Spend some time observing them, their lifestyles, their habits and behavior as u will observe your own child.., then only u will discover that they are not as annoying as u thought.

Remember, **** sapiens always have their own sets of judgement to label something good or bad, but then who are we to rule the earth. If one cannot change one's mind, then no one else can.

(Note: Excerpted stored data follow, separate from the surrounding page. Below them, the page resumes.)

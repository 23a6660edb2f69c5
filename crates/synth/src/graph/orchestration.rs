//! Container orchestration builder: cluster, capacity provider, and task.
//!
//! The capacity provider binds the pool to the cluster at 100% target
//! capacity with managed scaling disabled — the CPU-idle policy is the only
//! thing that resizes the pool, never the orchestrator. The task pins one
//! GPU, mounts a shared autoprovisioned network volume so model state
//! survives instance replacement, and probes its own status endpoint; the
//! orchestrator replaces the task once the retry budget is spent.

use serde_json::json;
use tracing::info;

use crate::error::Result;
use crate::graph::access::AccessBoundary;
use crate::graph::capacity::CapacityPool;
use crate::graph::{APP_PORT, CLUSTER_NAME, CONTAINER_NAME, HEALTH_PATH, IMAGE_REPOSITORY};
use crate::template::intrinsics::sub;
use crate::template::{DeletionPolicy, LogicalId, Template};

/// GPU units reserved for the container.
pub const GPU_COUNT: u32 = 1;

/// Memory reservation in MiB.
pub const MEMORY_RESERVATION_MIB: u32 = 30_720;

/// CPU shares reserved for the container.
pub const CPU_SHARES: u32 = 7_680;

/// Name of the task's persistent volume.
pub const VOLUME_NAME: &str = "nimbus-data";

/// Container path the persistent volume mounts at.
pub const DATA_PATH: &str = "/opt/app/data";

/// Size of the persistent volume in GiB.
pub const VOLUME_GIB: u32 = 250;

/// Typed handles to the orchestration tier.
#[derive(Debug, Clone)]
pub struct Orchestration {
    /// The cluster grouping the capacity pool.
    pub cluster: LogicalId,
    /// The capacity provider; its `Ref` is the provider name used by the
    /// service's strategy.
    pub capacity_provider: LogicalId,
    /// The task definition.
    pub task_definition: LogicalId,
    /// Log group receiving the container's stdout/stderr.
    pub log_group: LogicalId,
}

/// Build the orchestration tier on top of the capacity pool.
///
/// # Errors
///
/// Returns an error only on duplicate logical IDs.
pub fn build(
    template: &mut Template,
    pool: &CapacityPool,
    access: &AccessBoundary,
) -> Result<Orchestration> {
    info!(cluster = CLUSTER_NAME, "building orchestration cluster");

    let cluster = template.add(
        "Cluster",
        "AWS::ECS::Cluster",
        json!({
            "ClusterName": CLUSTER_NAME,
            "ClusterSettings": [{ "Name": "containerInsights", "Value": "enabled" }],
        }),
    )?;

    let capacity_provider = template.add(
        "PoolCapacityProvider",
        "AWS::ECS::CapacityProvider",
        json!({
            "AutoScalingGroupProvider": {
                "AutoScalingGroupArn": pool.auto_scaling_group.r#ref(),
                "ManagedScaling": { "Status": "DISABLED", "TargetCapacity": 100 },
                "ManagedTerminationProtection": "DISABLED",
            },
        }),
    )?;
    template.add(
        "ClusterCapacityProviderAssociations",
        "AWS::ECS::ClusterCapacityProviderAssociations",
        json!({
            "Cluster": cluster.r#ref(),
            "CapacityProviders": [capacity_provider.r#ref()],
            "DefaultCapacityProviderStrategy": [],
        }),
    )?;

    let log_group = template.add(
        "AppLogGroup",
        "AWS::Logs::LogGroup",
        json!({ "LogGroupName": format!("/ecs/{IMAGE_REPOSITORY}") }),
    )?;
    template.set_deletion_policy(&log_group, DeletionPolicy::Delete)?;

    let task_definition = template.add(
        "TaskDefinition",
        "AWS::ECS::TaskDefinition",
        json!({
            "Family": IMAGE_REPOSITORY,
            "NetworkMode": "awsvpc",
            "RequiresCompatibilities": ["EC2"],
            "TaskRoleArn": access.task_execution_role.get_att("Arn"),
            "ExecutionRoleArn": access.task_execution_role.get_att("Arn"),
            "Volumes": [{
                "Name": VOLUME_NAME,
                "DockerVolumeConfiguration": {
                    "Scope": "shared",
                    "Autoprovision": true,
                    "Driver": "rexray/ebs",
                    "DriverOptions": { "volumetype": "gp3", "size": VOLUME_GIB.to_string() },
                },
            }],
            "ContainerDefinitions": [container_definition(&log_group)],
        }),
    )?;

    Ok(Orchestration {
        cluster,
        capacity_provider,
        task_definition,
        log_group,
    })
}

fn container_definition(log_group: &LogicalId) -> serde_json::Value {
    json!({
        "Name": CONTAINER_NAME,
        "Image": sub(&format!(
            "${{AWS::AccountId}}.dkr.ecr.${{AWS::Region}}.amazonaws.com/{IMAGE_REPOSITORY}:latest"
        )),
        "Essential": true,
        "Cpu": CPU_SHARES,
        "MemoryReservation": MEMORY_RESERVATION_MIB,
        "ResourceRequirements": [{ "Type": "GPU", "Value": GPU_COUNT.to_string() }],
        "PortMappings": [{
            "Name": format!("{CONTAINER_NAME}-{APP_PORT}"),
            "ContainerPort": APP_PORT,
            "HostPort": APP_PORT,
            "Protocol": "tcp",
            "AppProtocol": "http",
        }],
        "MountPoints": [{
            "ContainerPath": DATA_PATH,
            "SourceVolume": VOLUME_NAME,
            "ReadOnly": false,
        }],
        "LogConfiguration": {
            "LogDriver": "awslogs",
            "Options": {
                "awslogs-group": log_group.r#ref(),
                "awslogs-region": sub("${AWS::Region}"),
                "awslogs-stream-prefix": IMAGE_REPOSITORY,
            },
        },
        "HealthCheck": {
            "Command": [
                "CMD-SHELL",
                format!("curl -f http://localhost:{APP_PORT}{HEALTH_PATH} || exit 1"),
            ],
            "Interval": 15,
            "Timeout": 10,
            "Retries": 8,
            "StartPeriod": 30,
        },
    })
}
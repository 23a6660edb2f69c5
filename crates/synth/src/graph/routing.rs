//! Routing layer builder.
//!
//! An internet-facing application load balancer terminating plain HTTP on
//! the listener port and forwarding to the service's registered IP targets
//! on the application port. The target group carries its own health check
//! against the same status endpoint the container probes.

use serde_json::json;
use tracing::info;

use crate::error::Result;
use crate::graph::access::AccessBoundary;
use crate::graph::network::Network;
use crate::graph::{APP_PORT, HEALTH_PATH, LISTENER_PORT};
use crate::template::{LogicalId, Template};

/// Typed handles to the routing tier.
#[derive(Debug, Clone)]
pub struct Routing {
    /// The public load balancer; its `DNSName` attribute is the stack
    /// output.
    pub load_balancer: LogicalId,
    /// Target group the service registers into.
    pub target_group: LogicalId,
    /// The HTTP listener. The service depends on it so targets can attach
    /// before the first task starts.
    pub listener: LogicalId,
}

/// Build the routing tier.
///
/// # Errors
///
/// Returns an error only on duplicate logical IDs.
pub fn build(
    template: &mut Template,
    network: &Network,
    access: &AccessBoundary,
) -> Result<Routing> {
    info!(port = LISTENER_PORT, "building routing layer");

    let public_subnet_refs: Vec<_> = network.public_subnets.iter().map(LogicalId::r#ref).collect();
    let load_balancer = template.add(
        "LoadBalancer",
        "AWS::ElasticLoadBalancingV2::LoadBalancer",
        json!({
            "Name": "nimbus-alb",
            "Type": "application",
            "Scheme": "internet-facing",
            "Subnets": public_subnet_refs,
            "SecurityGroups": [access.alb_security_group.get_att("GroupId")],
        }),
    )?;

    let target_group = template.add(
        "AppTargetGroup",
        "AWS::ElasticLoadBalancingV2::TargetGroup",
        json!({
            "VpcId": network.vpc.r#ref(),
            "Port": APP_PORT,
            "Protocol": "HTTP",
            "TargetType": "ip",
            "HealthCheckEnabled": true,
            "HealthCheckPath": HEALTH_PATH,
            "HealthCheckPort": APP_PORT.to_string(),
            "HealthCheckProtocol": "HTTP",
            "Matcher": { "HttpCode": "200" },
            "HealthCheckIntervalSeconds": 30,
            "HealthCheckTimeoutSeconds": 5,
            "UnhealthyThresholdCount": 3,
            "HealthyThresholdCount": 2,
        }),
    )?;

    let listener = template.add(
        "HttpListener",
        "AWS::ElasticLoadBalancingV2::Listener",
        json!({
            "LoadBalancerArn": load_balancer.r#ref(),
            "Port": LISTENER_PORT,
            "Protocol": "HTTP",
            "DefaultActions": [{
                "Type": "forward",
                "TargetGroupArn": target_group.r#ref(),
            }],
        }),
    )?;

    Ok(Routing {
        load_balancer,
        target_group,
        listener,
    })
}

#[cfg(test)]
mod tests {
    use super::*;
    use crate::context::SynthContext;
    use crate::graph::{access, network};

    fn synth() -> (Template, Routing) {
        let ctx = SynthContext::default();
        let mut template = Template::new("test");
        let net = network::build(&mut template, &ctx).unwrap();
        let bounds = access::build(&mut template, &net).unwrap();
        let routing = build(&mut template, &net, &bounds).unwrap();
        (template, routing)
    }

    #[test]
    fn test_target_group_matches_the_app_port() {
        let (template, routing) = synth();
        let tg = template.resource(routing.target_group.as_str()).unwrap();
        assert_eq!(tg.properties["Port"], APP_PORT);
        assert_eq!(tg.properties["HealthCheckPort"], APP_PORT.to_string());
        assert_eq!(tg.properties["TargetType"], "ip");
    }

    #[test]
    fn test_health_check_accepts_only_200() {
        let (template, routing) = synth();
        let tg = template.resource(routing.target_group.as_str()).unwrap();
        assert_eq!(tg.properties["HealthCheckPath"], HEALTH_PATH);
        assert_eq!(tg.properties["Matcher"]["HttpCode"], "200");
        assert_eq!(tg.properties["HealthCheckIntervalSeconds"], 30);
        assert_eq!(tg.properties["UnhealthyThresholdCount"], 3);
        assert_eq!(tg.properties["HealthyThresholdCount"], 2);
    }

    #[test]
    fn test_listener_terminates_http_80() {
        let (template, routing) = synth();
        let listener = template.resource(routing.listener.as_str()).unwrap();
        assert_eq!(listener.properties["Port"], LISTENER_PORT);
        assert_eq!(listener.properties["Protocol"], "HTTP");
        assert_eq!(
            listener.properties["DefaultActions"][0]["TargetGroupArn"],
            routing.target_group.r#ref()
        );
    }

    #[test]
    fn test_balancer_is_public() {
        let (template, routing) = synth();
        let alb = template.resource(routing.load_balancer.as_str()).unwrap();
        assert_eq!(alb.properties["Scheme"], "internet-facing");
        let subnets = alb.properties["Subnets"].as_array().unwrap();
        assert_eq!(subnets[0], json!({ "Ref": "PublicSubnet1" }));
    }
}
//! Capacity pool builder.
//!
//! A bounded elastic fleet of GPU machines launched from a single template.
//! The pool participates in mixed on-demand allocation across several
//! instance-type fallbacks so a stockout of the primary shape does not block
//! scale-up, but it is hard-capped at one running machine: the maximum
//! bounds the cost blast radius of the expensive GPU shapes no matter what
//! the context says.

use serde_json::json;
use tracing::info;

use crate::error::Result;
use crate::graph::{access::AccessBoundary, network::Network, CLUSTER_NAME};
use crate::template::intrinsics::base64;
use crate::template::{DeletionPolicy, LogicalId, Template};

/// Primary GPU machine shape, first in the fallback order.
pub const PRIMARY_INSTANCE_TYPE: &str = "g4dn.2xlarge";

/// Instance-type fallbacks for mixed on-demand allocation, best first.
pub const INSTANCE_TYPE_OVERRIDES: [&str; 3] = ["g4dn.2xlarge", "g5.2xlarge", "g6.2xlarge"];

/// Hard cap on running machines, regardless of context inputs.
pub const MAX_CAPACITY: u32 = 1;

/// Root volume size in GiB.
pub const ROOT_VOLUME_GIB: u32 = 50;

/// SSM public parameter resolving to the ECS GPU-optimized AMI.
const GPU_AMI_PARAMETER: &str =
    "{{resolve:ssm:/aws/service/ecs/optimized-ami/amazon-linux-2/gpu/recommended/image_id}}";

/// Typed handles to the capacity tier.
#[derive(Debug, Clone)]
pub struct CapacityPool {
    /// The launch template machines boot from.
    pub launch_template: LogicalId,
    /// The auto scaling group. Its `Ref` is the group name, which the
    /// scale-down alarm uses as its metric dimension.
    pub auto_scaling_group: LogicalId,
}

/// Build the capacity tier.
///
/// # Errors
///
/// Returns an error only on duplicate logical IDs.
pub fn build(
    template: &mut Template,
    network: &Network,
    access: &AccessBoundary,
) -> Result<CapacityPool> {
    info!(max = MAX_CAPACITY, "building capacity pool");

    // Joins the cluster and enables the rexray/ebs plugin so the task's
    // persistent volume can attach on whichever instance comes up.
    let boot_script = format!(
        "#!/bin/bash\n\
         echo ECS_CLUSTER={CLUSTER_NAME} >> /etc/ecs/ecs.config\n\
         REGION=$(curl -s http://169.254.169.254/latest/meta-data/placement/region)\n\
         docker plugin install rexray/ebs --grant-all-permissions REXRAY_PREEMPT=true EBS_REGION=$REGION\n\
         systemctl restart docker\n"
    );

    let launch_template = template.add(
        "GpuLaunchTemplate",
        "AWS::EC2::LaunchTemplate",
        json!({
            "LaunchTemplateName": "nimbus-gpu-host",
            "LaunchTemplateData": {
                "InstanceType": PRIMARY_INSTANCE_TYPE,
                "ImageId": GPU_AMI_PARAMETER,
                "IamInstanceProfile": { "Arn": access.instance_profile.get_att("Arn") },
                "SecurityGroupIds": [access.pool_security_group.get_att("GroupId")],
                "UserData": base64(json!(boot_script)),
                "BlockDeviceMappings": [{
                    "DeviceName": "/dev/xvda",
                    "Ebs": { "VolumeSize": ROOT_VOLUME_GIB, "Encrypted": true },
                }],
            },
        }),
    )?;

    let overrides: Vec<_> = INSTANCE_TYPE_OVERRIDES
        .iter()
        .map(|shape| json!({ "InstanceType": shape }))
        .collect();
    let private_subnet_refs: Vec<_> = network.private_subnets.iter().map(LogicalId::r#ref).collect();

    let auto_scaling_group = template.add(
        "GpuPool",
        "AWS::AutoScaling::AutoScalingGroup",
        json!({
            "AutoScalingGroupName": "nimbus-gpu-pool",
            "MinSize": "0",
            "MaxSize": MAX_CAPACITY.to_string(),
            "DesiredCapacity": "1",
            "MixedInstancesPolicy": {
                "InstancesDistribution": {
                    "OnDemandPercentageAboveBaseCapacity": 100,
                    "OnDemandAllocationStrategy": "lowest-price",
                },
                "LaunchTemplate": {
                    "LaunchTemplateSpecification": {
                        "LaunchTemplateId": launch_template.r#ref(),
                        "Version": launch_template.get_att("LatestVersionNumber"),
                    },
                    "Overrides": overrides,
                },
            },
            "NewInstancesProtectedFromScaleIn": false,
            "VPCZoneIdentifier": private_subnet_refs,
        }),
    )?;
    template.set_deletion_policy(&auto_scaling_group, DeletionPolicy::Delete)?;

    Ok(CapacityPool {
        launch_template,
        auto_scaling_group,
    })
}
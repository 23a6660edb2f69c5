//! Access boundary builder.
//!
//! Three network-ingress rule sets and two execution identities. The load
//! balancer is the only thing reachable from the internet; the service
//! accepts the application port solely from the load balancer's group, and
//! the compute pool accepts nothing inbound at all.

use serde_json::json;
use tracing::info;

use crate::error::Result;
use crate::graph::{network::Network, APP_PORT, LISTENER_PORT};
use crate::template::intrinsics::sub;
use crate::template::{LogicalId, Template};

/// Typed handles to the access tier.
#[derive(Debug, Clone)]
pub struct AccessBoundary {
    /// Ingress rules for the public entry point.
    pub alb_security_group: LogicalId,
    /// Ingress rules for the compute pool (none inbound).
    pub pool_security_group: LogicalId,
    /// Ingress rules for the managed service.
    pub service_security_group: LogicalId,
    /// Identity assumed by pool instances.
    pub instance_role: LogicalId,
    /// Instance profile wrapping the instance role.
    pub instance_profile: LogicalId,
    /// Identity assumed by the orchestration service for the task.
    pub task_execution_role: LogicalId,
}

/// Build the access tier.
///
/// The instance role carries intentionally broad infrastructure
/// self-management permissions; the suppression post-pass documents this as
/// an accepted tradeoff rather than tightening it here.
///
/// # Errors
///
/// Returns an error only on duplicate logical IDs.
pub fn build(template: &mut Template, network: &Network) -> Result<AccessBoundary> {
    info!("building access boundary");

    let alb_security_group = template.add(
        "AlbSecurityGroup",
        "AWS::EC2::SecurityGroup",
        json!({
            "GroupDescription": "Security group for the public load balancer",
            "VpcId": network.vpc.r#ref(),
            "SecurityGroupIngress": [{
                "CidrIp": "0.0.0.0/0",
                "IpProtocol": "tcp",
                "FromPort": LISTENER_PORT,
                "ToPort": LISTENER_PORT,
                "Description": format!("Allow inbound traffic on port {LISTENER_PORT}"),
            }],
            "SecurityGroupEgress": [all_egress()],
        }),
    )?;

    let pool_security_group = template.add(
        "PoolSecurityGroup",
        "AWS::EC2::SecurityGroup",
        json!({
            "GroupDescription": "Security group for the GPU capacity pool",
            "VpcId": network.vpc.r#ref(),
            "SecurityGroupEgress": [all_egress()],
        }),
    )?;

    let service_security_group = template.add(
        "ServiceSecurityGroup",
        "AWS::EC2::SecurityGroup",
        json!({
            "GroupDescription": "Security group for the container service",
            "VpcId": network.vpc.r#ref(),
            "SecurityGroupIngress": [{
                "SourceSecurityGroupId": alb_security_group.get_att("GroupId"),
                "IpProtocol": "tcp",
                "FromPort": APP_PORT,
                "ToPort": APP_PORT,
                "Description": format!("Allow inbound traffic on port {APP_PORT} from the load balancer"),
            }],
            "SecurityGroupEgress": [all_egress()],
        }),
    )?;

    let instance_role = template.add(
        "InstanceRole",
        "AWS::IAM::Role",
        json!({
            "AssumeRolePolicyDocument": assume_role_document("ec2.amazonaws.com"),
            "ManagedPolicyArns": [
                // Pool instances self-manage volumes via the rexray plugin.
                managed_policy("AmazonEC2FullAccess"),
                managed_policy("AmazonSSMManagedEC2InstanceDefaultPolicy"),
            ],
        }),
    )?;
    let instance_profile = template.add(
        "InstanceProfile",
        "AWS::IAM::InstanceProfile",
        json!({ "Roles": [instance_role.r#ref()] }),
    )?;

    let task_execution_role = template.add(
        "TaskExecutionRole",
        "AWS::IAM::Role",
        json!({
            "AssumeRolePolicyDocument": assume_role_document("ecs-tasks.amazonaws.com"),
            "ManagedPolicyArns": [
                managed_policy("service-role/AmazonECSTaskExecutionRolePolicy"),
            ],
        }),
    )?;

    Ok(AccessBoundary {
        alb_security_group,
        pool_security_group,
        service_security_group,
        instance_role,
        instance_profile,
        task_execution_role,
    })
}

fn all_egress() -> serde_json::Value {
    json!({
        "CidrIp": "0.0.0.0/0",
        "IpProtocol": "-1",
        "Description": "Allow all outbound traffic",
    })
}

fn assume_role_document(service: &str) -> serde_json::Value {
    json!({
        "Version": "2012-10-17",
        "Statement": [{
            "Effect": "Allow",
            "Principal": { "Service": service },
            "Action": "sts:AssumeRole",
        }],
    })
}

fn managed_policy(name: &str) -> serde_json::Value {
    sub(&format!("arn:${{AWS::Partition}}:iam::aws:policy/{name}"))
}
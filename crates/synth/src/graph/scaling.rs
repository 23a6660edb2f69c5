//! Idle scale-down policy.
//!
//! The one dynamic behavior this graph specifies: when the pool's 1-minute
//! average CPU utilization stays below 1% for 60 consecutive periods, a
//! step-scaling action removes exactly one machine, taking the pool from
//! `SCALED_UP` (1 running) to `SCALED_DOWN` (0 running). Scale-up back to 1
//! is an external demand signal, outside this graph. The provider's control
//! loop executes the transition; this module only states it.
//!
//! The alarm requires every datapoint in the window: evaluation periods and
//! datapoints-to-alarm are the same constant. An alarm that tolerated
//! missing datapoints would treat metric-delivery gaps as idleness and
//! scale down prematurely.

use serde_json::json;
use tracing::info;

use crate::error::Result;
use crate::graph::capacity::CapacityPool;
use crate::template::{LogicalId, Template};

/// Utilization threshold in percent. Below this the pool counts as idle.
pub const IDLE_THRESHOLD_PERCENT: u32 = 1;

/// Number of 1-minute periods the signal must stay under the threshold,
/// and equally the number of datapoints required to alarm.
pub const EVALUATION_PERIODS: u32 = 60;

/// Seconds before the capacity adjustment may repeat.
pub const COOLDOWN_SECONDS: u32 = 120;

/// Typed handles to the scale-down tier.
#[derive(Debug, Clone)]
pub struct ScaleDownPolicy {
    /// The utilization alarm.
    pub alarm: LogicalId,
    /// The step-scaling action the alarm triggers.
    pub scaling_policy: LogicalId,
}

/// Build the idle scale-down policy against the given pool.
///
/// The caller gates this on the `autoScaleDown` context flag; when the flag
/// is off neither resource exists and the pool never self-reduces below its
/// desired count.
///
/// # Errors
///
/// Returns an error only on duplicate logical IDs.
pub fn build(template: &mut Template, pool: &CapacityPool) -> Result<ScaleDownPolicy> {
    info!(
        threshold = IDLE_THRESHOLD_PERCENT,
        periods = EVALUATION_PERIODS,
        "building idle scale-down policy"
    );

    let scaling_policy = template.add(
        "ScaleDownPolicy",
        "AWS::AutoScaling::ScalingPolicy",
        json!({
            "AutoScalingGroupName": pool.auto_scaling_group.r#ref(),
            "PolicyType": "StepScaling",
            "AdjustmentType": "ChangeInCapacity",
            "Cooldown": COOLDOWN_SECONDS.to_string(),
            "StepAdjustments": [
                // Below the threshold: remove one machine.
                {
                    "ScalingAdjustment": -1,
                    "MetricIntervalUpperBound": IDLE_THRESHOLD_PERCENT,
                },
                // At or above it: explicitly no change, so a single alarm
                // covering both bands cannot oscillate.
                {
                    "ScalingAdjustment": 0,
                    "MetricIntervalLowerBound": IDLE_THRESHOLD_PERCENT,
                },
            ],
        }),
    )?;

    let alarm = template.add(
        "CpuIdleAlarm",
        "AWS::CloudWatch::Alarm",
        json!({
            "Namespace": "AWS/EC2",
            "MetricName": "CPUUtilization",
            // Dimensional binding to exactly the pool this policy governs.
            "Dimensions": [{
                "Name": "AutoScalingGroupName",
                "Value": pool.auto_scaling_group.r#ref(),
            }],
            "Statistic": "Average",
            "Period": 60,
            "Threshold": IDLE_THRESHOLD_PERCENT,
            "ComparisonOperator": "LessThanThreshold",
            "EvaluationPeriods": EVALUATION_PERIODS,
            "DatapointsToAlarm": EVALUATION_PERIODS,
            "AlarmActions": [scaling_policy.r#ref()],
        }),
    )?;

    Ok(ScaleDownPolicy {
        alarm,
        scaling_policy,
    })
}
//! Managed service builder.
//!
//! A desired-state reconciler keeping exactly one task running on the
//! cluster and registered behind the routing layer. Minimum healthy percent
//! is 0: with a single expensive machine there is no headroom for a second
//! task during deployments, so the service is allowed to go briefly dark
//! rather than double the fleet.

use serde_json::json;
use tracing::info;

use crate::error::Result;
use crate::graph::access::AccessBoundary;
use crate::graph::network::Network;
use crate::graph::orchestration::Orchestration;
use crate::graph::routing::Routing;
use crate::graph::{APP_PORT, CONTAINER_NAME};
use crate::template::{LogicalId, Template};

/// Number of task copies the service keeps running.
pub const DESIRED_COUNT: u32 = 1;

/// Seconds the orchestrator ignores health checks after task start.
pub const HEALTH_CHECK_GRACE_SECONDS: u32 = 30;

/// Typed handle to the service tier.
#[derive(Debug, Clone)]
pub struct Service {
    /// The reconciling service.
    pub service: LogicalId,
}

/// Build the service tier.
///
/// # Errors
///
/// Returns an error only on duplicate logical IDs.
pub fn build(
    template: &mut Template,
    network: &Network,
    access: &AccessBoundary,
    orchestration: &Orchestration,
    routing: &Routing,
) -> Result<Service> {
    info!(desired = DESIRED_COUNT, "building managed service");

    let private_subnet_refs: Vec<_> = network.private_subnets.iter().map(LogicalId::r#ref).collect();
    let service = template.add(
        "AppService",
        "AWS::ECS::Service",
        json!({
            "ServiceName": "nimbus-app",
            "Cluster": orchestration.cluster.r#ref(),
            "TaskDefinition": orchestration.task_definition.r#ref(),
            "DesiredCount": DESIRED_COUNT,
            "CapacityProviderStrategy": [{
                "CapacityProvider": orchestration.capacity_provider.r#ref(),
                "Weight": 1,
            }],
            "DeploymentConfiguration": { "MinimumHealthyPercent": 0 },
            "HealthCheckGracePeriodSeconds": HEALTH_CHECK_GRACE_SECONDS,
            "NetworkConfiguration": {
                "AwsvpcConfiguration": {
                    "Subnets": private_subnet_refs,
                    "SecurityGroups": [access.service_security_group.get_att("GroupId")],
                },
            },
            "LoadBalancers": [{
                "ContainerName": CONTAINER_NAME,
                "ContainerPort": APP_PORT,
                "TargetGroupArn": routing.target_group.r#ref(),
            }],
        }),
    )?;
    // Targets cannot register until the listener exists.
    template.add_depends_on(&service, std::slice::from_ref(&routing.listener))?;

    Ok(Service { service })
}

I wish u happy discovery !


----------



## Theannoyingbirds (Oct 18, 2000)

I need info on how city pigeons came to New York, so if anyone is an expert on this, please answer!


----------



## raynjudy (Aug 22, 2000)

Gee, you're not a people person, are you?
It's okay, I've been to New york City...

But since you did say please, here goes: Nobody's exactly sure.

Have a nice day!









--Ray


----------



## ONEEYEPIGEON (Oct 27, 2000)

I just want to Thank you guys for looking at this City boy and trying to help him ,I have lived in the city and i know it really sucks so my only sugestion is to leave the city and let the birds stay. But im glad your nice enough to ask about those poor birds wish i could come get them . Walt


----------



## sarah (Dec 9, 2000)

I live in London where there are lots of wild city pigeons, some with only one foot and some very greasy and dirty. Most people hate them and think they're dirty but if you watch them they have the sweetest natures and are just doing their thing without hurting anyone. so just give them some respect, that's all.
Now the London Mayor even wants to ban them from Trafalgar square in the city centre because of their droppings. Luckily his plan has some opposition.


----------



## raynjudy (Aug 22, 2000)

Before my time runs out, I plan to visit England. My father was there in WWII and has had nothing but good things to say about the country and the people.

When I visit, I dearly hope to see the pigeons dad spoke of.

Please persuade your government to set a proud example, and remember the exemplary service of these wonderful creatures in two world wars. They've earned their place in all our lands, and most of our hearts.

Ray & Judy

PIGEONS FOREVER!


----------



## ONEEYEPIGEON (Oct 27, 2000)

Like Judy i to want to go to London , My son jusy came back from Germany after he spent seven years there in Air Force ,He love all Europe , He speaks of taking a ferry across the English Channel And seeing all types of our beautyfull Pigeons flying ,And he would think of his Dad , Because he knew that i love to watch them also . Sarah im glad to here from you ,And i dont know if it would matter but tell your mayor a pigeon will not discharge dropping's while in flight . Walt









------------------
Walt


----------



## raynjudy (Aug 22, 2000)

Hey, Walt! With regard to your last comment:
That's probably more than you can say for their mayor!









--Ray


----------



## lukekerttu (Jan 9, 2001)

i think the wild pigeons in the city are cool the way the flock to old people with bread for them i think it maybe good for them to be there cause it gives older people something to do i mean go feed them oh yeah if i watch my pigeon egg hatch and me the mom or dad is around who will it imprint please help me thank you 

------------------
luke


----------



## lukekerttu (Jan 9, 2001)

oh yeah what happened with the mayor who wanted to get rid of the guy who sells pigeon food to them 

------------------
luke


----------